*** INFORMATION GIVEN ***

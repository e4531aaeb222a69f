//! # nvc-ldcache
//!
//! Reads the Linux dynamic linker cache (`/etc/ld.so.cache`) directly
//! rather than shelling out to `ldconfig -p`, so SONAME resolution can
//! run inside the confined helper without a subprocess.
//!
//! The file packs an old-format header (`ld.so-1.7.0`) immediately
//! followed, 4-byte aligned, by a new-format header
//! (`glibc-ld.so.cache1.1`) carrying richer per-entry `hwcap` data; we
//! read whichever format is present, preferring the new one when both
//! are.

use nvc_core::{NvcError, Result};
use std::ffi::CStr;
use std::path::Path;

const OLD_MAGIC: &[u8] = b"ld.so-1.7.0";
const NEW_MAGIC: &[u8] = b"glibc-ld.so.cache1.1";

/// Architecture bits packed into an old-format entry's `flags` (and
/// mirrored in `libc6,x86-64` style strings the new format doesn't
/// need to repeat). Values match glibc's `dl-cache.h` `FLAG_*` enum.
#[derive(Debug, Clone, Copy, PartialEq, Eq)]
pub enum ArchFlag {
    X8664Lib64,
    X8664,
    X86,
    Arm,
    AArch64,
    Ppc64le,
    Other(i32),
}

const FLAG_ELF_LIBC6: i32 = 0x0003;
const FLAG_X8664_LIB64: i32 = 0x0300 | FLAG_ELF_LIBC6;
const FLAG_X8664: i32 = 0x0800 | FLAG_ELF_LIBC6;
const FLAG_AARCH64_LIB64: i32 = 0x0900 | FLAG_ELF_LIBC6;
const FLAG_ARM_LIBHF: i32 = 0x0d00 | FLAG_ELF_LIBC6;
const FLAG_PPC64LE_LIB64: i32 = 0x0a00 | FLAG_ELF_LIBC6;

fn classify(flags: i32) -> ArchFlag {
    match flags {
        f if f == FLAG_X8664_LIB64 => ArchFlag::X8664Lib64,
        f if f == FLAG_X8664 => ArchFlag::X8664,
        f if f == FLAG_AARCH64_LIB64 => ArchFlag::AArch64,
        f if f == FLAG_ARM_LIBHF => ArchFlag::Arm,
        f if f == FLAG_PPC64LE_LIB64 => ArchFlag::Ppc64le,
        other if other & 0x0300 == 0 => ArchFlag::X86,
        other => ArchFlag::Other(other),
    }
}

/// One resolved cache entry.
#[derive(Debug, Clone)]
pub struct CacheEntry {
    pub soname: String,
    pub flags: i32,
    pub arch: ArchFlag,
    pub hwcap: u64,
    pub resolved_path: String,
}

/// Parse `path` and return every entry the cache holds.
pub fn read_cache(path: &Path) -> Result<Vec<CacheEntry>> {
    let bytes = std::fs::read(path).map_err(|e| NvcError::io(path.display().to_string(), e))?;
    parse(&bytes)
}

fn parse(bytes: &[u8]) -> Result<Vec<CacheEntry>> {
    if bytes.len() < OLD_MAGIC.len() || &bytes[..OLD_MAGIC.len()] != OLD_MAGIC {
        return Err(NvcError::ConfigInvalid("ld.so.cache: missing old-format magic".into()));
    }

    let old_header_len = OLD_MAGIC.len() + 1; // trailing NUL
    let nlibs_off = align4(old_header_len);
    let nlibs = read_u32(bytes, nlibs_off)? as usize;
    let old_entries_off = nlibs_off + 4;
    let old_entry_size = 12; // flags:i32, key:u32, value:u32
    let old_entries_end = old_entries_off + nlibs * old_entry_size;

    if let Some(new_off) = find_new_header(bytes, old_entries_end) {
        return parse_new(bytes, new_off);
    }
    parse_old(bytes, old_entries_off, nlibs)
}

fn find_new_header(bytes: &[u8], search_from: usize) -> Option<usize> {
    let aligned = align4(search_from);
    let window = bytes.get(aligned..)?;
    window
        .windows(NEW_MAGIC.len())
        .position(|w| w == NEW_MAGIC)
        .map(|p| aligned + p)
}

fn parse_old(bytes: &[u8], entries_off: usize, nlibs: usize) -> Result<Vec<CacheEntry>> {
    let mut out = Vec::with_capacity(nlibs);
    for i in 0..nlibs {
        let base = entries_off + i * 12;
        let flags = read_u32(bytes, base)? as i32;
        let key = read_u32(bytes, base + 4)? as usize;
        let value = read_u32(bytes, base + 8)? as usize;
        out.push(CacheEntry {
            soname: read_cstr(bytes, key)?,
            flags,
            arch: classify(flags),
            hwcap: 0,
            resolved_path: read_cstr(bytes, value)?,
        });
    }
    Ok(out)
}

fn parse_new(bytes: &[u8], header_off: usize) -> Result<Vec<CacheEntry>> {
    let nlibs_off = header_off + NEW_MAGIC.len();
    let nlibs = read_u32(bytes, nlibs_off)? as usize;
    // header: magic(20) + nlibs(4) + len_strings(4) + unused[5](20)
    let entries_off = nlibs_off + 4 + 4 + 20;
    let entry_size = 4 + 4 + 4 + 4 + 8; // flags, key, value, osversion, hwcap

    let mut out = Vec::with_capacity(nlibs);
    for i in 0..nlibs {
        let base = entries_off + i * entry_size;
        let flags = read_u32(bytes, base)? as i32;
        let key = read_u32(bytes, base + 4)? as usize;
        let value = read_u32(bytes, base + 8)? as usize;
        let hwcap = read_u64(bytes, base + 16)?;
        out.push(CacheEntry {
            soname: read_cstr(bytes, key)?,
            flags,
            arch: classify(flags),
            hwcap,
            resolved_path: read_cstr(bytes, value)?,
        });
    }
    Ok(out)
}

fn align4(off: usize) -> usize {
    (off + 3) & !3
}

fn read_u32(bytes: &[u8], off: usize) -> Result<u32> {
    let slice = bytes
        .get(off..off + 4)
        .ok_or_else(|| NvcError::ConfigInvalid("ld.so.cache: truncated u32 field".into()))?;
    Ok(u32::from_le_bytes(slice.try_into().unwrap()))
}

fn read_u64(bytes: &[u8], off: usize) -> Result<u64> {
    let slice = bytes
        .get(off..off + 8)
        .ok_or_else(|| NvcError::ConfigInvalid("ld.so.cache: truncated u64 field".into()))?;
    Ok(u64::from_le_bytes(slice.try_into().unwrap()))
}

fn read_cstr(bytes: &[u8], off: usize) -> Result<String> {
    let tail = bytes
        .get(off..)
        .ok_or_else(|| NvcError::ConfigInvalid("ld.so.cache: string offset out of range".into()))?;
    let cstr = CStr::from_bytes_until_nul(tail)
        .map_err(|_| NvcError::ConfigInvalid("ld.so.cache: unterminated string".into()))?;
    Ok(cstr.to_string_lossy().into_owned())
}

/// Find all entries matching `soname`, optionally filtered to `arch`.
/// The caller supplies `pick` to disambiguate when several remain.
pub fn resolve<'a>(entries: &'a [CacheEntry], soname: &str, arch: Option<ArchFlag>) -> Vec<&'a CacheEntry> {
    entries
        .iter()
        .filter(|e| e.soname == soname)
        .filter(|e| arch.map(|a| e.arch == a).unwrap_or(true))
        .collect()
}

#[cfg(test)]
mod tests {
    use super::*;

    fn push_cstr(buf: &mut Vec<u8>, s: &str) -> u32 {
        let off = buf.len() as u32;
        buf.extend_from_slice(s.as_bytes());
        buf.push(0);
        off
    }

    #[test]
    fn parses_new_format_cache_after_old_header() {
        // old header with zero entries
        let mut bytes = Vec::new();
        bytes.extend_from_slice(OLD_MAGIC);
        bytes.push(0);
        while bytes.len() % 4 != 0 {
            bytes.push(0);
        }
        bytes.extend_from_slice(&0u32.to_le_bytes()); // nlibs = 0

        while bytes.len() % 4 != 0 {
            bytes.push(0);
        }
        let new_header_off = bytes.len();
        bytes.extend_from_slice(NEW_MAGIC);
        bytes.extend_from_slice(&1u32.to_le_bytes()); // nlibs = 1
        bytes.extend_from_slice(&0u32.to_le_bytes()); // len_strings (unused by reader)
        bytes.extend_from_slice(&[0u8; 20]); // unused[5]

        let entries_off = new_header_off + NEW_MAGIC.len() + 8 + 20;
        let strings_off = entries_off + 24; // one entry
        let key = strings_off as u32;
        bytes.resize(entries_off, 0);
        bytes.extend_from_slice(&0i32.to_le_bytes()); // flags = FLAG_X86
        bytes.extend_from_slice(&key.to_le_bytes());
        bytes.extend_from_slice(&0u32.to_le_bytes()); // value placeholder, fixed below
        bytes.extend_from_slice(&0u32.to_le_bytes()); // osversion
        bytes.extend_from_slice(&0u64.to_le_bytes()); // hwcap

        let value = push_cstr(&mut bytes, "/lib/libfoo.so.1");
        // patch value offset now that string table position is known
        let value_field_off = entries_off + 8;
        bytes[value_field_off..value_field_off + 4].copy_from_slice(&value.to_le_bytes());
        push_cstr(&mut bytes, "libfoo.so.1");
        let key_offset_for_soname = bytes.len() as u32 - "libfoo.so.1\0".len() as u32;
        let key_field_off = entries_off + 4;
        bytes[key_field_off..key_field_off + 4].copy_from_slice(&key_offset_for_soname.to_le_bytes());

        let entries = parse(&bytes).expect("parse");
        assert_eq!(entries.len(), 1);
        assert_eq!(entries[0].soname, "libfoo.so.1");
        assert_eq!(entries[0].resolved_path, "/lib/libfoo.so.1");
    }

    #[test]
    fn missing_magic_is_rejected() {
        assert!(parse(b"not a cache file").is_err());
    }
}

*** End of INFORMATION GIVEN ***

Restate word for word only the lines running from the beginning of the data to the line holding "f if f == FLAG_AARCH64_LIB64", both included.

### SOLUTION FOR THIS TASK
repository e4531aaeb222a69f
//! # nvc-ldcache
//!
//! Reads the Linux dynamic linker cache (`/etc/ld.so.cache`) directly
//! rather than shelling out to `ldconfig -p`, so SONAME resolution can
//! run inside the confined helper without a subprocess.
//!
//! The file packs an old-format header (`ld.so-1.7.0`) immediately
//! followed, 4-byte aligned, by a new-format header
//! (`glibc-ld.so.cache1.1`) carrying richer per-entry `hwcap` data; we
//! read whichever format is present, preferring the new one when both
//! are.

use nvc_core::{NvcError, Result};
use std::ffi::CStr;
use std::path::Path;

const OLD_MAGIC: &[u8] = b"ld.so-1.7.0";
const NEW_MAGIC: &[u8] = b"glibc-ld.so.cache1.1";

/// Architecture bits packed into an old-format entry's `flags` (and
/// mirrored in `libc6,x86-64` style strings the new format doesn't
/// need to repeat). Values match glibc's `dl-cache.h` `FLAG_*` enum.
#[derive(Debug, Clone, Copy, PartialEq, Eq)]
pub enum ArchFlag {
    X8664Lib64,
    X8664,
    X86,
    Arm,
    AArch64,
    Ppc64le,
    Other(i32),
}

const FLAG_ELF_LIBC6: i32 = 0x0003;
const FLAG_X8664_LIB64: i32 = 0x0300 | FLAG_ELF_LIBC6;
const FLAG_X8664: i32 = 0x0800 | FLAG_ELF_LIBC6;
const FLAG_AARCH64_LIB64: i32 = 0x0900 | FLAG_ELF_LIBC6;
const FLAG_ARM_LIBHF: i32 = 0x0d00 | FLAG_ELF_LIBC6;
const FLAG_PPC64LE_LIB64: i32 = 0x0a00 | FLAG_ELF_LIBC6;

fn classify(flags: i32) -> ArchFlag {
    match flags {
        f if f == FLAG_X8664_LIB64 => ArchFlag::X8664Lib64,
        f if f == FLAG_X8664 => ArchFlag::X8664,
        f if f == FLAG_AARCH64_LIB64 => ArchFlag::AArch64,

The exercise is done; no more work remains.